Stored entries
━━━━━━━━━━━━━━━━━━━━━━━━━━━━━━

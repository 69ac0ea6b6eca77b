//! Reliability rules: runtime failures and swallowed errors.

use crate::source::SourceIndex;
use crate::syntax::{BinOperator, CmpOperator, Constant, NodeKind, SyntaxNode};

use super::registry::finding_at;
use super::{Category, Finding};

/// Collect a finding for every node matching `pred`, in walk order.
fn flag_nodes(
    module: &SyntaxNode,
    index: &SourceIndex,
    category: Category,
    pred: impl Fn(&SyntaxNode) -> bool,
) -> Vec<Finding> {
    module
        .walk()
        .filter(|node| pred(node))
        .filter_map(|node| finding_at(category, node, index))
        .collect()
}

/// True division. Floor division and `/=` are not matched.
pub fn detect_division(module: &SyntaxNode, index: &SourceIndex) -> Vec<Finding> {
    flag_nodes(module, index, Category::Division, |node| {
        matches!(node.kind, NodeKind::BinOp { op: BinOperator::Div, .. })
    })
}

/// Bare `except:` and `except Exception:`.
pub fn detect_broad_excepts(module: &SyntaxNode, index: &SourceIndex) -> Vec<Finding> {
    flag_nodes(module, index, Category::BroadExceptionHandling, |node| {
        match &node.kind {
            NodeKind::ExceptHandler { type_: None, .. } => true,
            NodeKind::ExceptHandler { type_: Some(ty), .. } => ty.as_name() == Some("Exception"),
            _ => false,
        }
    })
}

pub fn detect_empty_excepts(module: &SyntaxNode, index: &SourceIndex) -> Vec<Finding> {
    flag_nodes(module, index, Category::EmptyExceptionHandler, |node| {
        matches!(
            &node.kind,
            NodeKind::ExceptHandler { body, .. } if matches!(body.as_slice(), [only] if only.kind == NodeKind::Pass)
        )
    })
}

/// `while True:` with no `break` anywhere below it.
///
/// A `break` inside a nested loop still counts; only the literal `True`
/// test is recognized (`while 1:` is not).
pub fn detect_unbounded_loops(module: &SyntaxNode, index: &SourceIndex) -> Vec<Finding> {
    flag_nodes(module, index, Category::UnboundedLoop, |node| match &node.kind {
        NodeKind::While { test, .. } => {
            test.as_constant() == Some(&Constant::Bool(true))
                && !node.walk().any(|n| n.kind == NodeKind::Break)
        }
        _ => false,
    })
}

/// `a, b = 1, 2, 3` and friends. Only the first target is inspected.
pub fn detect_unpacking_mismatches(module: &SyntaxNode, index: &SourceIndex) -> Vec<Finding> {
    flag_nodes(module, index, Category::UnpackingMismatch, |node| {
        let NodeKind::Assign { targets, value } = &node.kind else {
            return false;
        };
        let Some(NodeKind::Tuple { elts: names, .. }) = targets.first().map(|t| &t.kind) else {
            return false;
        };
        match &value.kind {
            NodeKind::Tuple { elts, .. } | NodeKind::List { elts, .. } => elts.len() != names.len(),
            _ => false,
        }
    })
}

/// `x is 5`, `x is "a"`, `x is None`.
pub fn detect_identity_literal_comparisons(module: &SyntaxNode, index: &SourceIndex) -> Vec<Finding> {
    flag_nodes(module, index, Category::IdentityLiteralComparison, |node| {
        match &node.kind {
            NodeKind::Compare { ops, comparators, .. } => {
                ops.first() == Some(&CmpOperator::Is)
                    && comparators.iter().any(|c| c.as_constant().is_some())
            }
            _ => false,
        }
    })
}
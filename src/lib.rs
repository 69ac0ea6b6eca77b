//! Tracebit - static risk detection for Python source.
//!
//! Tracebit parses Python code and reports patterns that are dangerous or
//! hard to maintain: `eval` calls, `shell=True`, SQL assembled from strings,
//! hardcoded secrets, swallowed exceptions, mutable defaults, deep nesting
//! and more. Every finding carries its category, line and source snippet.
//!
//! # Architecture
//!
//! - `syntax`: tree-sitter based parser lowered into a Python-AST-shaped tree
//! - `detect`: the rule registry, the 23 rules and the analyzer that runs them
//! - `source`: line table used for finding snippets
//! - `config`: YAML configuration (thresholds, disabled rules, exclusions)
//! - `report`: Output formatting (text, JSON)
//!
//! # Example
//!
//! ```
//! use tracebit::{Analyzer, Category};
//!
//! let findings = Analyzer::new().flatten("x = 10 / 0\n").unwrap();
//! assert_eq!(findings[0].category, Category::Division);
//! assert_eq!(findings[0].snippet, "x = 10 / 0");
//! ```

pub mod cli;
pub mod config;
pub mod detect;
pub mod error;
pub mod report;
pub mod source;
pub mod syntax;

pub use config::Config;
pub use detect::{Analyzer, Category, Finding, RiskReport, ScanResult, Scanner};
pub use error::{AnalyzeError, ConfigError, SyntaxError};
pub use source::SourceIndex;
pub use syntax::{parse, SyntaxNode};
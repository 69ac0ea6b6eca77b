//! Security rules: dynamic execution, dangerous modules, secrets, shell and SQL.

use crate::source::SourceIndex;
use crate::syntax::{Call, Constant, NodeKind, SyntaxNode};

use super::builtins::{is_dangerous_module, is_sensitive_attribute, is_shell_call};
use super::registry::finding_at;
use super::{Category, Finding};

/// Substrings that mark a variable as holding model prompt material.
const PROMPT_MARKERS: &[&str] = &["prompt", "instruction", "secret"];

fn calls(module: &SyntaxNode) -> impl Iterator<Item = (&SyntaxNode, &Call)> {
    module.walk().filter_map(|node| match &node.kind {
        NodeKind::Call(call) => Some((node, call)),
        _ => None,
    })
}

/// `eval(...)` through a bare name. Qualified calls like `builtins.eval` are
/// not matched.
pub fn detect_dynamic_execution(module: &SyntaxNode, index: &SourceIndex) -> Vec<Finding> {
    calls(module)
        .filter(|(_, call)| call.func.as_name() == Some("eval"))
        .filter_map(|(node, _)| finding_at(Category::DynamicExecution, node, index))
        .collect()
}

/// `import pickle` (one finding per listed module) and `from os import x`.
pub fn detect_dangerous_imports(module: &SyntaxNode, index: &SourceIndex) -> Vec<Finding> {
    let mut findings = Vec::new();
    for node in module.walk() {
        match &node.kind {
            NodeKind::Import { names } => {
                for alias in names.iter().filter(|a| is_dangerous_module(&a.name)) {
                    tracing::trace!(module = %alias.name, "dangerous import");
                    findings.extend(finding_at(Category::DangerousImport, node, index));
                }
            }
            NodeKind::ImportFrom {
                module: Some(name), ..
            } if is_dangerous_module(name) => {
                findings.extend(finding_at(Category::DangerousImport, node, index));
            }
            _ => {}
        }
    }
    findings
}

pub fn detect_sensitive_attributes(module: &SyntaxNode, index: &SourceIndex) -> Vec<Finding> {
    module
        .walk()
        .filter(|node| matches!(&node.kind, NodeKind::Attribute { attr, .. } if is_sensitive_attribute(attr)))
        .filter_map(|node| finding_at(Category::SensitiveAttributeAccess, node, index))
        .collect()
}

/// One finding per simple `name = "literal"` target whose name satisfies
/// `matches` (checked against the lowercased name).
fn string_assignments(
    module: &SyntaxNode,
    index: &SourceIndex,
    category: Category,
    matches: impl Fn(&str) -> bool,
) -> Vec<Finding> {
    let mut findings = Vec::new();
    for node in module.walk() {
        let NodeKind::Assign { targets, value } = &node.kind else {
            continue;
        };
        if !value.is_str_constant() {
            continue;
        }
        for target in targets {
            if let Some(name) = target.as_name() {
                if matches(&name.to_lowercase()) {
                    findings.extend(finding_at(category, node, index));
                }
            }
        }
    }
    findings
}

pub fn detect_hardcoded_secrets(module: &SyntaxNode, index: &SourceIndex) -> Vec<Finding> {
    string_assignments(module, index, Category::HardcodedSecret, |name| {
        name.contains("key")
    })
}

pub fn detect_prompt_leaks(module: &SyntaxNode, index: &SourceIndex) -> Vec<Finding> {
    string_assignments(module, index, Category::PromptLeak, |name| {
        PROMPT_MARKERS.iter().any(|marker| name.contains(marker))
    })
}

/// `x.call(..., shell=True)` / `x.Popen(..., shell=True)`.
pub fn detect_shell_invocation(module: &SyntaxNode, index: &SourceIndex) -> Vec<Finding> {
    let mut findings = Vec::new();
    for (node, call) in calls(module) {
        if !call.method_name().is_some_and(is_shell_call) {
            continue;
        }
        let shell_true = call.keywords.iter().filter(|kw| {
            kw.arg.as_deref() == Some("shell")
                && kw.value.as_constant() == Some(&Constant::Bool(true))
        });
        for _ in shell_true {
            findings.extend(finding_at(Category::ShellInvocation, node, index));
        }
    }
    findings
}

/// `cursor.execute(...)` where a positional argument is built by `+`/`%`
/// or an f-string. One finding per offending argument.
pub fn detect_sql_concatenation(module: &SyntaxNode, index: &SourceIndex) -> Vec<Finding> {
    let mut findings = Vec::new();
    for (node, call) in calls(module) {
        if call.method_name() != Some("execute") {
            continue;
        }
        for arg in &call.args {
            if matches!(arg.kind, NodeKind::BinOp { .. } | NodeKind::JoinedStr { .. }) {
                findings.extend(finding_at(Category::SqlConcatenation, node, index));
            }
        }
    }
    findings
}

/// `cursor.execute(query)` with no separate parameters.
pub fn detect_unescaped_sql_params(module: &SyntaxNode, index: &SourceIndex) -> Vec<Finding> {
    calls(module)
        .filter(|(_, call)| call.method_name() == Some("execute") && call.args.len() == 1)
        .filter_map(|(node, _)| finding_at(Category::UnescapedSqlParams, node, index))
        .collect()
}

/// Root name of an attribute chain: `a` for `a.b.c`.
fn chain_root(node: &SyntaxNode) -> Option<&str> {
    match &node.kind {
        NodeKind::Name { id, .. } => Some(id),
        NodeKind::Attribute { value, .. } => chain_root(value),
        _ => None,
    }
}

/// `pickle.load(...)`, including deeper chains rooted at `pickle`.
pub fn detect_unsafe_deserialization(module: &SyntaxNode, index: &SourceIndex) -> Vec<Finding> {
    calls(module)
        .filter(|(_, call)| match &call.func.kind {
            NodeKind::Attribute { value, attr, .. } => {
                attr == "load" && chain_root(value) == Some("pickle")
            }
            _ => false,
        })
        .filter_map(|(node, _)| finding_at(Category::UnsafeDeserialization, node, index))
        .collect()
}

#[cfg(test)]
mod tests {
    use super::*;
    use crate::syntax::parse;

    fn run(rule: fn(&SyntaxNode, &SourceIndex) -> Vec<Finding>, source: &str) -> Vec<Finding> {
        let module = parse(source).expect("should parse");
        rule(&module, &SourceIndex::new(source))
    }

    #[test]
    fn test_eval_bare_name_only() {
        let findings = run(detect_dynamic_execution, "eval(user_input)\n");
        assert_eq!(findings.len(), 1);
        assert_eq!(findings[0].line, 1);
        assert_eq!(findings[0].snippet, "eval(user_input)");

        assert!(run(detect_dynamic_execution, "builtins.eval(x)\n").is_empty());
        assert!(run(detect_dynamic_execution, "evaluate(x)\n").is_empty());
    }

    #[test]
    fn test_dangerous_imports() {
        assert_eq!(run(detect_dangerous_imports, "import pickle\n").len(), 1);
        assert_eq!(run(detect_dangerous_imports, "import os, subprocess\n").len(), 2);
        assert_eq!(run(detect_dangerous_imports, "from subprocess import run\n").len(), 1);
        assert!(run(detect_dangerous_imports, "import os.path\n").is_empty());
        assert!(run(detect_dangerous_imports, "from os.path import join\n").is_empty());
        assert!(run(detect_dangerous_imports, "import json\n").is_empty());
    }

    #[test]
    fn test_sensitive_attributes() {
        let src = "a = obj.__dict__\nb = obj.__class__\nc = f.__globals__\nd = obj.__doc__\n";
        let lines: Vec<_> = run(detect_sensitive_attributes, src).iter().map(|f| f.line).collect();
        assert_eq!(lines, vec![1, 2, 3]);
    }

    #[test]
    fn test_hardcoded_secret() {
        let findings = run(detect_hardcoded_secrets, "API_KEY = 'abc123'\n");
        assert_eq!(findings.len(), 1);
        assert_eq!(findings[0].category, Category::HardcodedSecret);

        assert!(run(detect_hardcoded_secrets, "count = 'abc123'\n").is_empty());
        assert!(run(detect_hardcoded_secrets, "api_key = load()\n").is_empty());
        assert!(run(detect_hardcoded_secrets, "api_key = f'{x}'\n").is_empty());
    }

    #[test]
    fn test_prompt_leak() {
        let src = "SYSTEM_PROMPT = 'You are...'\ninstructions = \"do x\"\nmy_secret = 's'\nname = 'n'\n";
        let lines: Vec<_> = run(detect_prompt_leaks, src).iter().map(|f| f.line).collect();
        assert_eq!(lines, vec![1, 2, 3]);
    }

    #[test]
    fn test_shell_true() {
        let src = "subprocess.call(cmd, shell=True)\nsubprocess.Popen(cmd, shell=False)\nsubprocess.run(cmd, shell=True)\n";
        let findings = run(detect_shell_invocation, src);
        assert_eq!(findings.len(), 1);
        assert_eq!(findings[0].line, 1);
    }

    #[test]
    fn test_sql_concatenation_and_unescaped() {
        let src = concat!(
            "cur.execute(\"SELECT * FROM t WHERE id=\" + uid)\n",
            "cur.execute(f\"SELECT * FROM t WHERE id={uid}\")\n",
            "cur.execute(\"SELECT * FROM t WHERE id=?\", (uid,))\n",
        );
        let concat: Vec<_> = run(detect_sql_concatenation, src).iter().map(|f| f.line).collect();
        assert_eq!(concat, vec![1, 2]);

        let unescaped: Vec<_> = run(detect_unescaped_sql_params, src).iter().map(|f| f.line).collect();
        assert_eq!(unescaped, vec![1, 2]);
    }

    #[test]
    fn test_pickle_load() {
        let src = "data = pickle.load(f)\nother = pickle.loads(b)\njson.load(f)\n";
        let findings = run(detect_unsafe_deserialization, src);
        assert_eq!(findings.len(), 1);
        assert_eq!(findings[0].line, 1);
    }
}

━━━━━━━━━━━━━━━━━━━━━━━━━━━━━━

_WHAT TO WORK ON_. Copy out, from the data above, each line where the string "path" is present.

_YOUR SOLUTION_.
        assert!(run(detect_dangerous_imports, "import os.path\n").is_empty());
        assert!(run(detect_dangerous_imports, "from os.path import join\n").is_empty());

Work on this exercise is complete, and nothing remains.